The department has achieved 50% of its annual performance plan targets for the third quarter, which ended in September. Some of the work outstanding is related to the troubled SOEs and problems with governance and procurement processes. The department says some of the delays — to programmes such as reporting on Eskom’s implementation of its turnaround plan, a review report on the performance of its power stations and a monitoring report on SOEs’ compliance with the norms and standards on memorandum of incorporation — were caused by factors out of its control.
But what is encouraging is that the department is much more focused on the problems at the SOEs and seems seized with helping the companies get the right policies on procurement, dealing with risk and operations that underpin a turnaround.
With Denel the intervention is starting to take shape and the company is looking at luring back clients and is taking action to protect its prized intellectual property.
Gordhan has also spoken about the need to develop capacity in his department and ensure there are more specialists in fields such as energy, engineering and aviation.
But not everyone appreciates Gordhan’s frank approach.

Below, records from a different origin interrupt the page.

//! Structural cleanups run on assembled kernels.

mod canonicalize;
mod cse;
mod dce;

pub use canonicalize::CanonicalizePass;
pub use cse::CommonSubexpressionEliminationPass;
pub use dce::DeadCodeEliminationPass;

use super::func::Func;

/// Result returned by a [`FunctionPass`] after it runs.
#[derive(Debug, Default, Clone, Copy, PartialEq, Eq)]
pub struct PassResult {
    /// Whether the pass changed the IR.
    pub changed: bool,
    /// Number of fixed-point iterations executed.
    pub iterations: usize,
    pub rewrites_applied: usize,
    pub erased_ops: usize,
}

impl PassResult {
    pub fn merge(self, other: PassResult) -> PassResult {
        PassResult {
            changed: self.changed || other.changed,
            iterations: self.iterations + other.iterations,
            rewrites_applied: self.rewrites_applied + other.rewrites_applied,
            erased_ops: self.erased_ops + other.erased_ops,
        }
    }
}

pub trait FunctionPass: Send + Sync {
    fn name(&self) -> &'static str;
    fn run(&self, func: &mut Func) -> PassResult;
}

const CLEANUP_MAX_ITERS: usize = 8;

/// Canonicalization, CSE and DCE repeated until nothing changes.
pub fn run_cleanup_pipeline(func: &mut Func) -> PassResult {
    let passes: [&dyn FunctionPass; 3] = [
        &CanonicalizePass,
        &CommonSubexpressionEliminationPass,
        &DeadCodeEliminationPass,
    ];
    let mut total = PassResult::default();
    for _ in 0..CLEANUP_MAX_ITERS {
        let mut round = PassResult::default();
        for pass in passes {
            let result = pass.run(func);
            tracing::trace!(
                pass = pass.name(),
                changed = result.changed,
                erased = result.erased_ops,
                "cleanup pass finished"
            );
            round = round.merge(result);
        }
        total = total.merge(round);
        total.iterations += 1;
        if !round.changed {
            break;
        }
    }
    total
}
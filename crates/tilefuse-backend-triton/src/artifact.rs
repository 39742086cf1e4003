use serde::{Deserialize, Serialize};
use tilefuse::ir::print_module;

use crate::compiler::TritonWrapperResult;
use crate::launch::LaunchDimensions;

pub const KERNEL_ARTIFACT_VERSION: u32 = 1;

/// Serializable summary of a generated kernel.
#[derive(Debug, Clone, PartialEq, Serialize, Deserialize)]
pub struct KernelArtifact {
    pub artifact_version: u32,
    pub name: String,
    pub launch_dimensions: LaunchDimensions,
    pub shared_mem_bytes: i64,
    #[serde(default)]
    pub cluster_dim: Option<[i64; 3]>,
    /// Printed tile-IR module.
    pub ir: String,
    #[serde(default, skip_serializing_if = "Option::is_none")]
    pub asm: Option<String>,
}

impl KernelArtifact {
    pub fn new(result: &TritonWrapperResult) -> Self {
        Self {
            artifact_version: KERNEL_ARTIFACT_VERSION,
            name: result.module.name.clone(),
            launch_dimensions: result.launch_dimensions,
            shared_mem_bytes: result.shared_mem_bytes,
            cluster_dim: result.cluster_dim,
            ir: print_module(&result.module),
            asm: result.asm.clone(),
        }
    }
}
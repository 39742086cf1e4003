//! Optional diagnostic dumps of generated kernels.

use std::path::{Path, PathBuf};

use tilefuse::config::DebugOptions;
use tilefuse::ir::{print_module, Module};
use tracing::{debug, info, warn};

pub(crate) const MODULE_SUFFIX: &str = "triton_ir.ttir";
pub(crate) const LOWERING_LOG_SUFFIX: &str = "lowering.log";

pub(crate) fn dump_path(dir: &Path, fusion_name: &str, suffix: &str) -> PathBuf {
    let sanitized: String = fusion_name
        .chars()
        .map(|c| if c.is_ascii_alphanumeric() || c == '_' || c == '-' || c == '.' { c } else { '_' })
        .collect();
    dir.join(format!("{sanitized}.{suffix}"))
}

/// Writes the module text to the dump directory, or to the log when only
/// `dump_ir_to_log` is set.
pub(crate) fn dump_module(debug_options: &DebugOptions, fusion_name: &str, module: &Module) {
    if debug_options.dump_dir.is_none() && !debug_options.dump_ir_to_log {
        return;
    }
    let text = print_module(module);
    match &debug_options.dump_dir {
        Some(dir) => write_dump(dir, fusion_name, MODULE_SUFFIX, &text),
        None => info!(fusion = fusion_name, "triton module:\n{text}"),
    }
}

pub(crate) fn dump_lowering_log(debug_options: &DebugOptions, fusion_name: &str, log: &str) {
    if log.is_empty() {
        return;
    }
    match &debug_options.dump_dir {
        Some(dir) => write_dump(dir, fusion_name, LOWERING_LOG_SUFFIX, log),
        None if debug_options.dump_ir_to_log => {
            info!(fusion = fusion_name, "triton lowering log:\n{log}")
        }
        None => {}
    }
}

fn write_dump(dir: &Path, fusion_name: &str, suffix: &str, contents: &str) {
    let path = dump_path(dir, fusion_name, suffix);
    let result = std::fs::create_dir_all(dir).and_then(|()| std::fs::write(&path, contents));
    match result {
        Ok(()) => debug!(path = %path.display(), "wrote kernel dump"),
        Err(err) => warn!(path = %path.display(), error = %err, "failed to write kernel dump"),
    }
}

#[cfg(test)]
mod tests {
    use super::*;

    #[test]
    fn dump_names_are_file_safe() {
        let path = dump_path(Path::new("/tmp/dumps"), "fusion.3/gemm", MODULE_SUFFIX);
        assert_eq!(path, PathBuf::from("/tmp/dumps/fusion.3_gemm.triton_ir.ttir"));
    }
}
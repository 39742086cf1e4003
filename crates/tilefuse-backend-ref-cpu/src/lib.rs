//! Host interpreter for tile-IR kernels.
//!
//! Executes every program instance of a launch grid sequentially against
//! host buffers, with the rounding and wrapping behaviour of the declared
//! element types. Used to check generated kernels numerically.

mod buffer;
mod interpreter;
mod numeric;

pub use buffer::{Elems, HostBuffer, Scalar};
pub use interpreter::{InterpError, InterpResult, Interpreter};
pub use numeric::round_float;
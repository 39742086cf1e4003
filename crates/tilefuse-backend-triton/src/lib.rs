//! Tiled Triton kernel generation for matmul and row-reduction fusions.
//!
//! The entry points are [`create_triton_module`], which turns one fusion
//! computation into a verified tile-IR module together with its launch grid,
//! and [`triton_wrapper`], which additionally lowers the module through a
//! [`LoweringPipeline`] and validates the device resources it needs.

pub mod artifact;
pub mod codegen;
pub mod compiler;
mod dump;
pub mod error;
mod launch;
pub mod matmul;
pub mod module;
pub mod softmax;

pub use artifact::{KernelArtifact, KERNEL_ARTIFACT_VERSION};
pub use compiler::{
    compile_triton_module, triton_wrapper, AnalyticLowering, KernelResources, LoweredKernel,
    LoweringPipeline, TritonWrapperResult, TritonccLowering,
};
pub use error::{EmitError, EmitResult};
pub use launch::LaunchDimensions;
pub use module::{create_triton_module, EmitRequest, EmittedModule, EmitterKind};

In interactions about what needs to be done, some executives have complained that the minister crosses the line and meddles in the running of SOEs.
The problem with that is manifest in SAA and Eskom, where executives believe the board, because of pressure from the shareholder, gets far too involved in operational matters.
The appointment of Jabu Mabuza as Eskom’s executive chairperson amounted to Gordhan appointing someone he knows will follow his thinking. It also presented a grey area in as far as conflict of interest is concerned, because Mabuza’s companies provided services to Eskom.
A similar move took place at SAA. The airline actually had an acting chief executive, and the previous chief executive had left because of meddling and inadequate support from the shareholder.
Another aspect of the interference was uncovered when Eskom board member Busisiwe Mavuso said the company’s plan to implement planned outages to deal with maintenance backlogs at power stations was undermined by Gordhan’s political considerations of not wanting to shed the load ahead of and during the May elections.
For consistency’s sake it is important that corporate governance be respected. Because of this Gordhan’s work — which deserves a C — is getting a D.